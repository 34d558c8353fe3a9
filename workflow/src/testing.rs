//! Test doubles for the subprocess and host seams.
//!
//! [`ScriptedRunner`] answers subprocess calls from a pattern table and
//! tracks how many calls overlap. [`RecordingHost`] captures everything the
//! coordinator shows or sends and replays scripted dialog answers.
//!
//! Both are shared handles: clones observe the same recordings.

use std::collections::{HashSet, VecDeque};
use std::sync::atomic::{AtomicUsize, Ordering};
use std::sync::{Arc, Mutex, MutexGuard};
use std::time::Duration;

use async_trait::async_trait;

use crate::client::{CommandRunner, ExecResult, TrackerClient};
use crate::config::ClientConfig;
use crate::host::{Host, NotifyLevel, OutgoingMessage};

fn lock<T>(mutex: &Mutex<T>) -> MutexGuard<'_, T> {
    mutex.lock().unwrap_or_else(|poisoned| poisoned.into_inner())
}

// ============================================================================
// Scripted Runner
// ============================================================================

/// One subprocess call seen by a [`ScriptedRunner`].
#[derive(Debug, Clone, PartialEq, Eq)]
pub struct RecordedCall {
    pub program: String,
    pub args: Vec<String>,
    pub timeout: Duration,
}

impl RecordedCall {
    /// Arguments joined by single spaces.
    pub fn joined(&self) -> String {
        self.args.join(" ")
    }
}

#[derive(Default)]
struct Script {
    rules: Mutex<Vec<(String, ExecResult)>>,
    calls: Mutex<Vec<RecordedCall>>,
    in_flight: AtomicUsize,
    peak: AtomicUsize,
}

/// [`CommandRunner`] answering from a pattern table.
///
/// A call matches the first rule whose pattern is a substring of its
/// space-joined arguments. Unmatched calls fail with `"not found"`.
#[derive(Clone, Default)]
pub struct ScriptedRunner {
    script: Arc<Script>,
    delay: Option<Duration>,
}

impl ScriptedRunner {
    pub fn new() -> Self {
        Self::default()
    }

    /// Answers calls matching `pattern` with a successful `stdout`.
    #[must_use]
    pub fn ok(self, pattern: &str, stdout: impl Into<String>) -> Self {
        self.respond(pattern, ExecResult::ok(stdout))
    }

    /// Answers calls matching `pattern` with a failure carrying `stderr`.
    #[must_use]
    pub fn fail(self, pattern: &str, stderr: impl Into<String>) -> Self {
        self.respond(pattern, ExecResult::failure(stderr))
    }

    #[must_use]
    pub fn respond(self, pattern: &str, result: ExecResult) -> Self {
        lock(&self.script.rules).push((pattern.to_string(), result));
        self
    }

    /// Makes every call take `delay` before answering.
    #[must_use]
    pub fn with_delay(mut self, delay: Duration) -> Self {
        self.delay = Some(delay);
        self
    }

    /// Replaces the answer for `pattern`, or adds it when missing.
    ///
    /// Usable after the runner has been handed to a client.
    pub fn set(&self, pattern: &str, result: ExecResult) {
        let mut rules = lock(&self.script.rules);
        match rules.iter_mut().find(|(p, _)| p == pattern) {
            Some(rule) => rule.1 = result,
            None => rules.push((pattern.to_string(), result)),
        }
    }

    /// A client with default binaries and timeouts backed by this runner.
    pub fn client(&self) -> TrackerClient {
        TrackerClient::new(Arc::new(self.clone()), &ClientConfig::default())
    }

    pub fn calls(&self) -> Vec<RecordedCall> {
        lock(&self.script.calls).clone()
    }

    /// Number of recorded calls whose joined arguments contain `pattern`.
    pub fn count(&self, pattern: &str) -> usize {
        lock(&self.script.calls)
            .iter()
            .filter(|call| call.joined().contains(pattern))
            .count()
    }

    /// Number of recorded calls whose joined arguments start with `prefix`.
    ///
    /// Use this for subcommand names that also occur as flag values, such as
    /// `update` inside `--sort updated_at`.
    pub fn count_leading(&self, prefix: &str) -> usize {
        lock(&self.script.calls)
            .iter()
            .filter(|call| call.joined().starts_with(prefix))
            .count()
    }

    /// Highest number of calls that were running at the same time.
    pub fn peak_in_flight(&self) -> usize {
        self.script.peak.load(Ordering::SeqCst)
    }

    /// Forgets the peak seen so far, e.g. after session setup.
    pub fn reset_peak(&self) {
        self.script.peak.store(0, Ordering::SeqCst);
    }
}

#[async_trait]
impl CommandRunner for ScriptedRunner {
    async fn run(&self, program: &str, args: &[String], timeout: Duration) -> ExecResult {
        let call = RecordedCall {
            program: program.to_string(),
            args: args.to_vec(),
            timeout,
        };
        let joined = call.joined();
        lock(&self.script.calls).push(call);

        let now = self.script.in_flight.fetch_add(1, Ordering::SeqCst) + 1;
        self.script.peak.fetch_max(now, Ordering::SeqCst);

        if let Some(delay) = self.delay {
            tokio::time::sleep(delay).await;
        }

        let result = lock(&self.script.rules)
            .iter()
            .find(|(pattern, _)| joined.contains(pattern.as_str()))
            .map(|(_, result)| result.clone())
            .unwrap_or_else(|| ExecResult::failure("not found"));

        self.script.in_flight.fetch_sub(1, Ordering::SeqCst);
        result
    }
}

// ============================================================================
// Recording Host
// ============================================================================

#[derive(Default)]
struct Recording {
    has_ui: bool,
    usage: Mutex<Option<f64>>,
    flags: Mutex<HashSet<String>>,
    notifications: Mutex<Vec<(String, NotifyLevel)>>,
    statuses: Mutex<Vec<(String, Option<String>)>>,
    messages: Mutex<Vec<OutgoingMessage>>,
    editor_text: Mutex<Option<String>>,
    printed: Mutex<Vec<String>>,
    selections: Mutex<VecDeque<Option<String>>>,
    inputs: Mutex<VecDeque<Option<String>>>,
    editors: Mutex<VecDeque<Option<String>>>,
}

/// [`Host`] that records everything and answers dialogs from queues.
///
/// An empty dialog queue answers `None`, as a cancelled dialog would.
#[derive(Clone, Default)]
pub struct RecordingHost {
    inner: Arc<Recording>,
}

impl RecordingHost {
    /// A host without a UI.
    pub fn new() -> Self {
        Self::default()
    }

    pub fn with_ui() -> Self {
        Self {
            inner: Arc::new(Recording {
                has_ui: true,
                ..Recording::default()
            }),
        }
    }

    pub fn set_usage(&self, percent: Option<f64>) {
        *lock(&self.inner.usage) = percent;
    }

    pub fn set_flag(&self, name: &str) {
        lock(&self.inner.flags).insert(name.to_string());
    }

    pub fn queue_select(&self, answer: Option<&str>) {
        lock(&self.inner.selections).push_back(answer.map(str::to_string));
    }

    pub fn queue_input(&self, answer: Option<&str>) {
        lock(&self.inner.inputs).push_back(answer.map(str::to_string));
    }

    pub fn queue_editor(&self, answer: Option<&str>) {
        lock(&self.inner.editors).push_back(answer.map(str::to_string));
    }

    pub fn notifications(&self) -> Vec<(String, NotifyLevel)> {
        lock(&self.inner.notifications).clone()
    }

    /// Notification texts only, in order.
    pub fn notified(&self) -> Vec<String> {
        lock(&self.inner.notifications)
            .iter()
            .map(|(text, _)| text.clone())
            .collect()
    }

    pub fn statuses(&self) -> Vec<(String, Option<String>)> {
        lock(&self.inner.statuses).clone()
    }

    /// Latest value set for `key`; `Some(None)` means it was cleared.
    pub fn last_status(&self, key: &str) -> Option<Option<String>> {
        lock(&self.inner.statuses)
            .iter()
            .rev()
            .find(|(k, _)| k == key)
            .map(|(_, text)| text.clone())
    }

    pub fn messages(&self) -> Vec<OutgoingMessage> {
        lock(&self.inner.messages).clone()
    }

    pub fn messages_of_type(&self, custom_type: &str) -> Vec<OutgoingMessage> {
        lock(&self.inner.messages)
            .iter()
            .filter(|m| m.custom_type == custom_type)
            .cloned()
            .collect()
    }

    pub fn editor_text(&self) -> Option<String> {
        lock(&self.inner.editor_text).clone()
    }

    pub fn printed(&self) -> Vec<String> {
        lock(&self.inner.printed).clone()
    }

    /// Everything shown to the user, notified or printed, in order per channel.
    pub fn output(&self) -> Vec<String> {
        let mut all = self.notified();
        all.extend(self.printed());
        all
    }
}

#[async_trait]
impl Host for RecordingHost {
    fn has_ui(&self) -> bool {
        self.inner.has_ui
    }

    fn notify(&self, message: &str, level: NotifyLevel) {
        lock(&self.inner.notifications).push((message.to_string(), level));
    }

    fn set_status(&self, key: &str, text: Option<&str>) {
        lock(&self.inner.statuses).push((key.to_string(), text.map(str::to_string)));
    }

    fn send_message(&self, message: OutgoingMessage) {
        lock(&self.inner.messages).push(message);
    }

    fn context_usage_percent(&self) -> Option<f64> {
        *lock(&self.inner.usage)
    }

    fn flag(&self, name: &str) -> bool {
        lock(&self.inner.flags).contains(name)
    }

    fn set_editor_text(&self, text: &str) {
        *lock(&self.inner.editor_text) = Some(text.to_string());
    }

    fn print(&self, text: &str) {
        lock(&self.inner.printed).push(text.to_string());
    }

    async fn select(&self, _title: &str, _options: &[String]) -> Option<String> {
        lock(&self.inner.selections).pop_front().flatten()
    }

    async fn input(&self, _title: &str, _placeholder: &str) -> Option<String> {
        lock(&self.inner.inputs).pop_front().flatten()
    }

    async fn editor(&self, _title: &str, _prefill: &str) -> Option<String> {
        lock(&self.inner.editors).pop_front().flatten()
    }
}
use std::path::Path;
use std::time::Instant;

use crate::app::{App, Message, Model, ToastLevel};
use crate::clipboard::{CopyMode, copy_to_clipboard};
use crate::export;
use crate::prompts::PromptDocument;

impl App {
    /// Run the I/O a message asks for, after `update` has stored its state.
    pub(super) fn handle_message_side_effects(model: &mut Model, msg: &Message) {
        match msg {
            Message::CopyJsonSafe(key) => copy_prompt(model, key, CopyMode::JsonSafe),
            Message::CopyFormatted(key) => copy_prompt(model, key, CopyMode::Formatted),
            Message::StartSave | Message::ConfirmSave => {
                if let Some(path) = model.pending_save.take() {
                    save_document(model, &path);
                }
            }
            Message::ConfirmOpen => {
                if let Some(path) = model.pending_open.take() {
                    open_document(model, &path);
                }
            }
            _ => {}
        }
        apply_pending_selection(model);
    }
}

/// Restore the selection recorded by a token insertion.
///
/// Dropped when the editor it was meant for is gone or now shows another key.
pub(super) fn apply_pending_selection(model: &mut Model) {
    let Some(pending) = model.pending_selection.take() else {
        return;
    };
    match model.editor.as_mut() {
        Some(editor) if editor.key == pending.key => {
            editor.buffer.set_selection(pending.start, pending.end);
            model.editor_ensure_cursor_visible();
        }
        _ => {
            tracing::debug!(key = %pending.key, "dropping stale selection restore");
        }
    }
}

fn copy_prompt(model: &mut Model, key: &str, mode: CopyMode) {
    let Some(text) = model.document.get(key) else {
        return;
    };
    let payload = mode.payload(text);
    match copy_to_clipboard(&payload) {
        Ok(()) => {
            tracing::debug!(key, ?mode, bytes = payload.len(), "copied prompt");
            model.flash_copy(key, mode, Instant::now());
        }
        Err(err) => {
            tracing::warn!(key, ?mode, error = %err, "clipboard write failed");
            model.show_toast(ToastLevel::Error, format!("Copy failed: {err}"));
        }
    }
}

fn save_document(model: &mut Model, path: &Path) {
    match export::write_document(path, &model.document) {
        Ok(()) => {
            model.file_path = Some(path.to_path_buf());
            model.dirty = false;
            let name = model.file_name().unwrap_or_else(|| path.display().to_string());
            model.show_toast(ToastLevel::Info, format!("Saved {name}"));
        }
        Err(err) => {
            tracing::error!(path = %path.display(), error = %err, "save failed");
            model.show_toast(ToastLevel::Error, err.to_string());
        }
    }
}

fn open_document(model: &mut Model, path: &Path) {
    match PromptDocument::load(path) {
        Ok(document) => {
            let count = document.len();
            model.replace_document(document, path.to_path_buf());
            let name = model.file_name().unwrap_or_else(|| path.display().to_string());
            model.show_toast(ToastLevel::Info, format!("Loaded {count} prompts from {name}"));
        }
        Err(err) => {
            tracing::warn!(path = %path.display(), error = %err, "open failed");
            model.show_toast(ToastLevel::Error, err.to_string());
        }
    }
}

**EXERCISE DETAILS**
Answer with a single number, the count of lines in the data that contain "editors".

**REPLY TO THE TASK**
3